А дальше – больше разошелся певец. В голосе прибавилось силы и твердости. Дробь учащалась. Будто постукивала палочка о палочку, будто точили нож о нож, будто пощелкивали шарики настольного тенниса. Сменяя щелканье на точенье, глухарь входил в азарт и начинал заводить почти непрерывно, песню за песней. Просты эти волнующие охотника скрипучие звуки – песня любви лесной птицы. Песня негромкая, но в ней что-то древнее, сокровенно-теплое, и как много в ней страсти и самозабвения. Токуя, певец встречал цветение зари. Золотистые солнечные лучи, прорвавшись сквозь зеленые ветви сосен, заиграли на земле и теплым розовым светом облили деревья. Старые сосны на поляне горели в первых лучах как огромные свечи.

В бинокль, словно на ладони, ясно был виден глухарь на толстом сосновом суку на фоне розовеющего облака. Размером с индюка, загнутый клюв, когти как у орла. Полукругом распустив веер хвоста, он медленно передвигался по длинному суку, вытянув шею. Его бородатая голова приподнималась и опускалась. Над глазами яркие красные брови бархатного оттенка – это морщинистая кожа, окружающая глаз, верхний край которой к весне надувался от прилива крови и выдавался словно бровь. Черно-изумрудная грудь мягко светилась от лучей солнца. Крылья, горло и хвост темные, с зеркальным блеском, как уголь-антрацит, а подхвостье белое, с темными круглыми пятнами. Ноги до пальцев в коричневых, похожих на стриженый пух перьях. Глухарь отливал блеском вороненой стали, каждое перышко на птице искрилось.

Глухарь пел. Хвост его то собирался, то распускался, а концы крыльев свешивались ниже сука и вздрагивали, будто от испуга. В пылу он то приседал, то поднимался, прижимался грудью к суку, а то вдруг начинал плясать. Да, именно плясать – тут тебе и короткая пробежка, и прыжки вверх, и притоптывание. Что-то языческое было в его песне, когда он, содрогаясь от страсти, истово устремлял голову ввысь. Прежде чем начать новую песню, он внимательно прислушивался и тщательно осматривался.
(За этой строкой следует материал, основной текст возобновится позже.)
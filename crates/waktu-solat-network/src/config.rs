use reqwest::Url;
use std::time::Duration;

use crate::error::{Result, WaktuSolatError};

/// Production endpoint of the Waktu Solat API.
pub const DEFAULT_BASE_URL: &str = "https://api.waktusolat.app";

/// Default timeout for a single request.
pub const DEFAULT_TIMEOUT: Duration = Duration::from_secs(30);

/// Client configuration.
///
/// ```rust
/// use std::time::Duration;
/// use waktu_solat_network::ClientConfig;
///
/// let config = ClientConfig::new()
///     .base_url("http://localhost:8080")
///     .timeout(Duration::from_secs(5));
/// assert_eq!(config.base_url_str(), "http://localhost:8080");
/// ```
#[derive(Debug, Clone)]
pub struct ClientConfig {
    base_url: String,
    timeout: Duration,
    user_agent: String,
}

impl Default for ClientConfig {
    fn default() -> Self {
        Self {
            base_url: DEFAULT_BASE_URL.to_string(),
            timeout: DEFAULT_TIMEOUT,
            user_agent: format!("waktu-solat-rs/{}", env!("CARGO_PKG_VERSION")),
        }
    }
}

impl ClientConfig {
    pub fn new() -> Self {
        Self::default()
    }

    /// Origin every endpoint path is appended to. Checked when the client is built.
    pub fn base_url(mut self, base_url: impl Into<String>) -> Self {
        self.base_url = base_url.into();
        self
    }

    pub fn timeout(mut self, timeout: Duration) -> Self {
        self.timeout = timeout;
        self
    }

    pub fn user_agent(mut self, user_agent: impl Into<String>) -> Self {
        self.user_agent = user_agent.into();
        self
    }

    pub fn base_url_str(&self) -> &str {
        &self.base_url
    }

    pub fn timeout_duration(&self) -> Duration {
        self.timeout
    }

    pub fn user_agent_str(&self) -> &str {
        &self.user_agent
    }

    /// Parses and validates the base URL.
    ///
    /// # Errors
    /// Returns `InvalidConfiguration` unless the URL is an absolute
    /// `http`/`https` URL without query or fragment.
    pub fn parsed_base_url(&self) -> Result<Url> {
        let url = Url::parse(&self.base_url).map_err(|e| {
            WaktuSolatError::invalid_config(format!("base URL {:?} is not valid: {}", self.base_url, e))
        })?;

        if !matches!(url.scheme(), "http" | "https") || url.cannot_be_a_base() {
            return Err(WaktuSolatError::invalid_config(format!(
                "base URL {:?} must be an http(s) origin",
                self.base_url
            )));
        }
        if url.query().is_some() || url.fragment().is_some() {
            return Err(WaktuSolatError::invalid_config(format!(
                "base URL {:?} must not carry a query or fragment",
                self.base_url
            )));
        }

        Ok(url)
    }
}

#[cfg(test)]
mod tests {
    use super::*;
    use crate::error::ErrorKind;

    #[test]
    fn test_defaults() {
        let config = ClientConfig::default();
        assert_eq!(config.base_url_str(), DEFAULT_BASE_URL);
        assert_eq!(config.timeout_duration(), DEFAULT_TIMEOUT);
        assert!(config.user_agent_str().starts_with("waktu-solat-rs/"));
        assert!(config.parsed_base_url().is_ok());
    }

    #[test]
    fn test_builder_overrides() {
        let config = ClientConfig::new()
            .base_url("http://127.0.0.1:9000/api")
            .timeout(Duration::from_millis(250))
            .user_agent("tests");
        assert_eq!(config.timeout_duration(), Duration::from_millis(250));
        assert_eq!(config.user_agent_str(), "tests");
        assert_eq!(config.parsed_base_url().unwrap().path(), "/api");
    }

    #[test]
    fn test_rejects_bad_base_urls() {
        for bad in ["not a url", "ftp://example.com", "mailto:someone@example.com", "https://x.test/?a=1"] {
            let err = ClientConfig::new().base_url(bad).parsed_base_url().unwrap_err();
            assert_eq!(err.kind(), ErrorKind::InvalidConfiguration, "{bad}");
        }
    }
}
//! Prayer-time records: a single day and a zone's monthly schedule.

use chrono::{DateTime, NaiveDate, Utc};
use serde::{Deserialize, Serialize};
use serde_json::Value;
use std::fmt;

use crate::decode::{
    decode_elements, expect_object, flexible_int, impl_try_from_value, optional_str, required_int,
    required_str, DecodeError, FromJson,
};

/// Seconds subtracted from Fajr when the API omits Imsak.
pub const IMSAK_OFFSET_SECS: i64 = 10 * 60;
/// Seconds added to Syuruk to obtain Isyraq.
pub const ISYRAQ_OFFSET_SECS: i64 = 15 * 60;

/// The times carried by a [`PrayerDay`], in chronological order.
#[derive(Debug, Clone, Copy, PartialEq, Eq, Hash, PartialOrd, Ord, Serialize, Deserialize)]
pub enum Prayer {
    /// Start of fasting, shortly before Fajr.
    Imsak,
    Fajr,
    /// Sunrise.
    Syuruk,
    /// Post-sunrise marker, 15 minutes after Syuruk.
    Isyraq,
    Dhuhr,
    Asr,
    Maghrib,
    Isha,
}

impl Prayer {
    pub const ALL: [Prayer; 8] = [
        Prayer::Imsak,
        Prayer::Fajr,
        Prayer::Syuruk,
        Prayer::Isyraq,
        Prayer::Dhuhr,
        Prayer::Asr,
        Prayer::Maghrib,
        Prayer::Isha,
    ];

    /// Key used for this time in API payloads.
    pub fn wire_name(&self) -> &'static str {
        match self {
            Prayer::Imsak => "imsak",
            Prayer::Fajr => "fajr",
            Prayer::Syuruk => "syuruk",
            Prayer::Isyraq => "isyraq",
            Prayer::Dhuhr => "dhuhr",
            Prayer::Asr => "asr",
            Prayer::Maghrib => "maghrib",
            Prayer::Isha => "isha",
        }
    }
}

impl fmt::Display for Prayer {
    fn fmt(&self, f: &mut fmt::Formatter<'_>) -> fmt::Result {
        let s = match self {
            Prayer::Imsak => "Imsak",
            Prayer::Fajr => "Subuh (Fajr)",
            Prayer::Syuruk => "Syuruk (Sunrise)",
            Prayer::Isyraq => "Isyraq",
            Prayer::Dhuhr => "Zohor (Dhuhr)",
            Prayer::Asr => "Asar (Asr)",
            Prayer::Maghrib => "Maghrib",
            Prayer::Isha => "Isyak (Isha)",
        };
        write!(f, "{}", s)
    }
}

/// Prayer times for a single day.
///
/// Timestamps are seconds since the Unix epoch. `imsak` and `isyraq` are
/// settled once, when the record is built:
/// - `imsak` keeps the supplied value, or falls back to `fajr - 10 min`;
/// - `isyraq` is always `syuruk + 15 min` and is never read from input.
#[derive(Debug, Clone, PartialEq, Eq, Serialize, Deserialize)]
#[serde(try_from = "serde_json::Value")]
pub struct PrayerDay {
    #[serde(rename = "hijri")]
    hijri_date: String,
    #[serde(rename = "date", skip_serializing_if = "Option::is_none")]
    gregorian_date: Option<String>,
    #[serde(rename = "day")]
    day_of_week: i64,
    #[serde(skip_serializing_if = "Option::is_none")]
    imsak: Option<i64>,
    #[serde(skip_serializing_if = "Option::is_none")]
    fajr: Option<i64>,
    #[serde(skip_serializing_if = "Option::is_none")]
    syuruk: Option<i64>,
    #[serde(skip_serializing_if = "Option::is_none")]
    dhuhr: Option<i64>,
    #[serde(skip_serializing_if = "Option::is_none")]
    asr: Option<i64>,
    #[serde(skip_serializing_if = "Option::is_none")]
    maghrib: Option<i64>,
    #[serde(skip_serializing_if = "Option::is_none")]
    isha: Option<i64>,
    #[serde(skip_serializing_if = "Option::is_none")]
    isyraq: Option<i64>,
}

impl PrayerDay {
    /// Starts building a day by hand. Derived times are filled in by
    /// [`PrayerDayBuilder::build`].
    pub fn builder(hijri_date: impl Into<String>, day_of_week: i64) -> PrayerDayBuilder {
        PrayerDayBuilder {
            hijri_date: hijri_date.into(),
            day_of_week,
            gregorian_date: None,
            imsak: None,
            fajr: None,
            syuruk: None,
            dhuhr: None,
            asr: None,
            maghrib: None,
            isha: None,
        }
    }

    pub fn hijri_date(&self) -> &str {
        &self.hijri_date
    }

    /// ISO `YYYY-MM-DD` string as sent by the API.
    pub fn gregorian_date(&self) -> Option<&str> {
        self.gregorian_date.as_deref()
    }

    /// The wire `day` field. The API documents it as day of week (0 = Sunday).
    pub fn day_of_week(&self) -> i64 {
        self.day_of_week
    }

    /// Parsed gregorian date, if present and well formed.
    pub fn date(&self) -> Option<NaiveDate> {
        self.gregorian_date
            .as_deref()
            .and_then(|s| NaiveDate::parse_from_str(s, "%Y-%m-%d").ok())
    }

    pub fn imsak(&self) -> Option<i64> {
        self.imsak
    }

    pub fn fajr(&self) -> Option<i64> {
        self.fajr
    }

    pub fn syuruk(&self) -> Option<i64> {
        self.syuruk
    }

    pub fn isyraq(&self) -> Option<i64> {
        self.isyraq
    }

    pub fn dhuhr(&self) -> Option<i64> {
        self.dhuhr
    }

    pub fn asr(&self) -> Option<i64> {
        self.asr
    }

    pub fn maghrib(&self) -> Option<i64> {
        self.maghrib
    }

    pub fn isha(&self) -> Option<i64> {
        self.isha
    }

    /// Epoch seconds for `prayer`.
    pub fn timestamp(&self, prayer: Prayer) -> Option<i64> {
        match prayer {
            Prayer::Imsak => self.imsak,
            Prayer::Fajr => self.fajr,
            Prayer::Syuruk => self.syuruk,
            Prayer::Isyraq => self.isyraq,
            Prayer::Dhuhr => self.dhuhr,
            Prayer::Asr => self.asr,
            Prayer::Maghrib => self.maghrib,
            Prayer::Isha => self.isha,
        }
    }

    /// UTC instant for `prayer`.
    pub fn time(&self, prayer: Prayer) -> Option<DateTime<Utc>> {
        self.timestamp(prayer)
            .and_then(|ts| DateTime::from_timestamp(ts, 0))
    }

    /// Present times in chronological order.
    pub fn timings(&self) -> impl Iterator<Item = (Prayer, DateTime<Utc>)> + '_ {
        Prayer::ALL
            .into_iter()
            .filter_map(move |p| self.time(p).map(|t| (p, t)))
    }
}

impl FromJson for PrayerDay {
    fn from_json(value: &Value) -> Result<Self, DecodeError> {
        let obj = expect_object(value, "a prayer day object")?;

        let hijri_date = required_str(obj, "hijri")?;
        let gregorian_date = optional_str(obj, "date")?;
        let day_of_week = required_int(obj, "day")?;

        let time = |prayer: Prayer| flexible_int(obj, prayer.wire_name());

        PrayerDayBuilder {
            hijri_date,
            day_of_week,
            gregorian_date,
            imsak: time(Prayer::Imsak)?,
            fajr: time(Prayer::Fajr)?,
            syuruk: time(Prayer::Syuruk)?,
            dhuhr: time(Prayer::Dhuhr)?,
            asr: time(Prayer::Asr)?,
            maghrib: time(Prayer::Maghrib)?,
            isha: time(Prayer::Isha)?,
        }
        .build()
    }
}

/// Hand construction of a [`PrayerDay`], mainly for tests and mocks.
#[derive(Debug, Clone)]
pub struct PrayerDayBuilder {
    hijri_date: String,
    day_of_week: i64,
    gregorian_date: Option<String>,
    imsak: Option<i64>,
    fajr: Option<i64>,
    syuruk: Option<i64>,
    dhuhr: Option<i64>,
    asr: Option<i64>,
    maghrib: Option<i64>,
    isha: Option<i64>,
}

impl PrayerDayBuilder {
    pub fn gregorian_date(mut self, date: impl Into<String>) -> Self {
        self.gregorian_date = Some(date.into());
        self
    }

    pub fn imsak(mut self, ts: i64) -> Self {
        self.imsak = Some(ts);
        self
    }

    pub fn fajr(mut self, ts: i64) -> Self {
        self.fajr = Some(ts);
        self
    }

    pub fn syuruk(mut self, ts: i64) -> Self {
        self.syuruk = Some(ts);
        self
    }

    pub fn dhuhr(mut self, ts: i64) -> Self {
        self.dhuhr = Some(ts);
        self
    }

    pub fn asr(mut self, ts: i64) -> Self {
        self.asr = Some(ts);
        self
    }

    pub fn maghrib(mut self, ts: i64) -> Self {
        self.maghrib = Some(ts);
        self
    }

    pub fn isha(mut self, ts: i64) -> Self {
        self.isha = Some(ts);
        self
    }

    /// Settles the derived times and freezes the record.
    ///
    /// Fails when a derived time would not fit in an `i64`, naming the
    /// time it was derived from.
    pub fn build(self) -> Result<PrayerDay, DecodeError> {
        let imsak = match (self.imsak, self.fajr) {
            (Some(imsak), _) => Some(imsak),
            (None, Some(fajr)) => Some(shifted(fajr, -IMSAK_OFFSET_SECS, Prayer::Fajr)?),
            (None, None) => None,
        };
        let isyraq = self
            .syuruk
            .map(|syuruk| shifted(syuruk, ISYRAQ_OFFSET_SECS, Prayer::Syuruk))
            .transpose()?;

        Ok(PrayerDay {
            hijri_date: self.hijri_date,
            gregorian_date: self.gregorian_date,
            day_of_week: self.day_of_week,
            imsak,
            fajr: self.fajr,
            syuruk: self.syuruk,
            dhuhr: self.dhuhr,
            asr: self.asr,
            maghrib: self.maghrib,
            isha: self.isha,
            isyraq,
        })
    }
}

fn shifted(ts: i64, secs: i64, source: Prayer) -> Result<i64, DecodeError> {
    ts.checked_add(secs).ok_or(DecodeError::InvalidField {
        field: source.wire_name(),
        expected: "a timestamp within range",
    })
}

/// A zone's prayer times for one month, as returned by `/v2/solat/...`.
#[derive(Debug, Clone, PartialEq, Eq, Serialize, Deserialize)]
#[serde(try_from = "serde_json::Value")]
pub struct MonthlyPrayerSchedule {
    #[serde(rename = "zone")]
    zone_code: String,
    #[serde(skip_serializing_if = "Option::is_none")]
    origin: Option<String>,
    #[serde(rename = "prayers")]
    days: Vec<PrayerDay>,
}

impl MonthlyPrayerSchedule {
    pub fn new(zone_code: impl Into<String>, origin: Option<String>, days: Vec<PrayerDay>) -> Self {
        Self {
            zone_code: zone_code.into(),
            origin,
            days,
        }
    }

    pub fn zone_code(&self) -> &str {
        &self.zone_code
    }

    /// Source of the data, usually `JAKIM`.
    pub fn origin(&self) -> Option<&str> {
        self.origin.as_deref()
    }

    /// Days in the order the API sent them.
    pub fn days(&self) -> &[PrayerDay] {
        &self.days
    }

    pub fn into_days(self) -> Vec<PrayerDay> {
        self.days
    }

    pub fn iter(&self) -> std::slice::Iter<'_, PrayerDay> {
        self.days.iter()
    }

    pub fn len(&self) -> usize {
        self.days.len()
    }

    pub fn is_empty(&self) -> bool {
        self.days.is_empty()
    }
}

impl<'a> IntoIterator for &'a MonthlyPrayerSchedule {
    type Item = &'a PrayerDay;
    type IntoIter = std::slice::Iter<'a, PrayerDay>;

    fn into_iter(self) -> Self::IntoIter {
        self.iter()
    }
}

impl FromJson for MonthlyPrayerSchedule {
    fn from_json(value: &Value) -> Result<Self, DecodeError> {
        let obj = expect_object(value, "a prayer schedule object")?;

        let zone_code = required_str(obj, "zone")?;
        let origin = optional_str(obj, "origin")?;
        let days = match obj.get("prayers") {
            None => {
                return Err(DecodeError::MissingField {
                    field: "prayers",
                    expected: "an array of prayer days",
                });
            }
            Some(Value::Array(items)) => decode_elements(items, "prayers")?,
            Some(_) => {
                return Err(DecodeError::InvalidField {
                    field: "prayers",
                    expected: "an array of prayer days",
                });
            }
        };

        Ok(Self {
            zone_code,
            origin,
            days,
        })
    }
}

impl_try_from_value!(PrayerDay, MonthlyPrayerSchedule);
Розовый свет разлился в лесу, все ожило, все радостно встречало погожее весеннее утро. Защебетали проснувшиеся птицы, а глухарь стал нервничать и пел сердито. И вдруг где-то коротко и сухо, как негромкий выстрел, треснуло дерево от старости или ветра. Не успел растаять звук, как певец оборвал песню и в следующую секунду, громко хлопая крыльями, с треском сорвался с сука, будто нырнул вниз, и исчез в лесу. Я сразу как бы очнулся от чарующего сна и посмотрел на Степаныча. Тот понимающе усмехнулся, как бы говоря, что не зря он меня сюда звал. А потом мы сели на лежащее рядом поваленное дерево, дернули «травничка» (самогон на травах) за здравие этого чудесного лесного солиста и не спеша потопали через уже проснувшийся и полный весенней радости лес к дому.